Atomic resolution structures have provided significant insight into the gating and permeation mechanisms of various ion channels, including potassium channels. However, ion channels may also be regulated by numerous factors, including the physiochemical properties of the membrane in which they are embedded. For example, the matching of the bilayer’s hydrophobic region to the hydrophobic external surface of the ion channel is thought to minimize the energetic penalty needed to solvate hydrophobic residues or exposed lipid tails. To understand the molecular basis of such regulation by hydrophobic matching requires examining channels in the presence of the lipid membrane. Here we examine the role of hydrophobic matching in regulating the activity of the model potassium channel, KcsA. (86)Rb(+) influx assays and single-channel recordings indicate that the non-inactivating E71A KcsA channel is most active in thin bilayers (<diC18:1PC).
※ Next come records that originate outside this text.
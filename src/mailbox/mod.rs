//! Mailbox sessions: the per-invocation connection lifecycle on the
//! retrieval side.
//!
//! A session goes `Connected → FolderOpen → Closed` exactly once. Nothing is
//! reused across invocations; [`with_session`] guarantees the folder is closed
//! and the connection dropped on every exit path.

pub mod memory;
pub mod pop3;
pub mod tls;

pub use memory::MemoryMailbox;
pub use pop3::Pop3Client;

use tracing::{debug, warn};

use crate::error::{Result, SessionError};

/// Protocol-native message number, valid for one session only.
pub type MessageId = u32;

/// How the single folder is opened.
#[derive(Debug, Clone, Copy, PartialEq, Eq)]
pub enum AccessMode {
    ReadOnly,
    ReadWrite,
}

impl AccessMode {
    /// Read-write only when deletion is requested.
    pub fn for_deletion(delete: bool) -> Self {
        if delete { Self::ReadWrite } else { Self::ReadOnly }
    }
}

/// An authenticated connection to a single mutable folder.
pub trait Mailbox {
    /// Open the folder. Must be called once before any other folder operation.
    fn open(&mut self, mode: AccessMode) -> std::result::Result<(), SessionError>;

    fn is_open(&self) -> bool;

    /// All messages currently in the folder, in protocol order.
    fn list(&mut self) -> std::result::Result<Vec<MessageId>, SessionError>;

    /// Raw RFC 5322 bytes of one message.
    fn fetch(&mut self, id: MessageId) -> std::result::Result<Vec<u8>, SessionError>;

    /// Flag a message for deletion. Takes effect on `close(true)`.
    fn mark_deleted(&mut self, id: MessageId) -> std::result::Result<(), SessionError>;

    /// Close the folder, committing deletion marks only when `expunge` is set.
    fn close(&mut self, expunge: bool) -> std::result::Result<(), SessionError>;

    /// Drop the connection. A folder still open at this point is abandoned,
    /// so pending marks are discarded.
    fn disconnect(&mut self) -> std::result::Result<(), SessionError>;
}

/// Open the folder, run `op`, then close and disconnect no matter how `op`
/// ended. Close-time errors are logged and never replace the result of `op`.
pub fn with_session<M, T, F>(mailbox: &mut M, mode: AccessMode, expunge: bool, op: F) -> Result<T>
where
    M: Mailbox + ?Sized,
    F: FnOnce(&mut M) -> Result<T>,
{
    let result = match mailbox.open(mode) {
        Ok(()) => op(mailbox),
        Err(e) => Err(e.into()),
    };

    if mailbox.is_open()
        && let Err(e) = mailbox.close(expunge)
    {
        warn!(error = %e, expunge, "Failed to close mailbox folder");
    }
    if let Err(e) = mailbox.disconnect() {
        debug!(error = %e, "Failed to disconnect mailbox session");
    }

    result
}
Bilayer thickness affects the open probability of KcsA and not its unitary conductance. Molecular dynamics simulations indicate that the bilayer can sufficiently modify its dimensions to accommodate KcsA channels without major perturbations in the protein helical packing within the nanosecond timescale. Based on experimental results and MD simulations, we present a model in which bilayer thickness influences the stability of the open and closed conformations of the intracellular gate of KcsA, with minimal impact on the stability of the selectivity filter of the non-inactivating mutant, E71A.